How often should you change your air filters? Ever wonder that? Clean air filters in your HVAC (Heating Ventilation and Air Conditioning) means greater efficiency. It also means healthy lungs when you’re not breathing bacteria from sickness and airborne pathogens.
We Ask a House Cleaner about the types of air filters and should we buy fiberglass, HEPA or pleated cloth filters.
Angela Brown, The House Cleaning Guru doesn’t talk about MERV rating. (You’ll find that in the show notes.) But she does give tips on dust, dust mites, allergens and mold.
Today’s sponsors are HouseCleaning360, Savvy Cleaner Training and My Cleaning Connection.
Listen: How Often Should You Change Air Filters?
Watch: How Often Should You Change Air Filters?
Question: How Often Should You Change Air Filters?
How often should I change my air filters in my house? That’s an excellent question and we’re going to talk about that today.
Let’s start by agreeing that all air filters are not created equal. We’re going to cover a couple of air conditioning filters. And then you can decide which one is going to be best for you. And how often you’re going to need to change those based on your lifestyle.
Answer: Where Do You Find Air Filters in Your House?
Most modern homes have an HVAC unit or two.
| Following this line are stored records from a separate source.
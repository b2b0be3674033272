//! # Catalog Subcommands
//!
//! `sxg types` lists every gateway type; `sxg describe` prints one type's
//! shape and, optionally, the definitions it depends on.

use anyhow::{Context, Result};
use clap::Args;

use sxg_schema::{gateway, SchemaCatalog};

/// Arguments for the `sxg describe` subcommand.
#[derive(Args, Debug)]
pub struct DescribeArgs {
    /// Gateway type name.
    #[arg(value_name = "TYPE")]
    pub type_name: String,

    /// Also print every type the definition depends on.
    #[arg(long)]
    pub deps: bool,
}

/// Execute `sxg types`.
pub fn run_types() -> Result<u8> {
    let catalog = gateway::catalog().context("gateway catalog is inconsistent")?;
    for name in catalog.names() {
        println!("{name}");
    }
    Ok(0)
}

/// Execute `sxg describe`.
pub fn run_describe(args: &DescribeArgs) -> Result<u8> {
    let catalog = gateway::catalog().context("gateway catalog is inconsistent")?;
    for line in describe(&catalog, &args.type_name, args.deps)? {
        println!("{line}");
    }
    Ok(0)
}

/// Render `name = <shape>` lines for a type and, if requested, its dependencies.
pub fn describe(catalog: &SchemaCatalog, name: &str, with_deps: bool) -> Result<Vec<String>> {
    let node = catalog.resolve(name)?;
    let mut lines = vec![format!("{name} = {node}")];
    if with_deps {
        for dep in catalog.dependencies(name)? {
            if dep != name {
                lines.push(format!("{dep} = {}", catalog.resolve(dep)?));
            }
        }
    }
    Ok(lines)
}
HVAC stands for Heating Ventilation and Air Conditioning. It’s the central air and heat that comes out of the vents. If you open the vents you will find the air filters.
Known Household Allergens Trapped by Air Filters
Air filters trap dust, dust mites, pet dander, mold, and bacteria. When the temperature fan kicks on, hot or cold air circulates through your house.
How Do Air Filters Work?
Let’s say that somebody in your house is coughing and sneezing when the air kicks on it circulate that sickness through your house.
An air filter traps as much of that as possible so your body doesn’t have to filter it out. So, the cleaner your air filters, the less work your HVAC unit has to do, and the less work your nose, mouth, and lungs have to do to filter the air you breathe.
MERV Ratings – Which is Best for Air Filters?
MERV is the rating for air filters and it stands for Minimum Efficiency Reporting Value. And it’s based on a scale of 1 to 20. 1 is bad, 20 is the best meaning it removes the most particles of gunk from your indoor air.
I know you might be thinking that your furnace should be 20, right? Not so fast.
The temperature in your home creates a comfortable environment. And if the MERV rating on your furnace is too high, your HVAC unit has to work too hard which creates inconsistencies in the airflow.
Every household unit has a recommended MERV rating. Don’t use a filter higher than that rating or you will force your fan to work harder.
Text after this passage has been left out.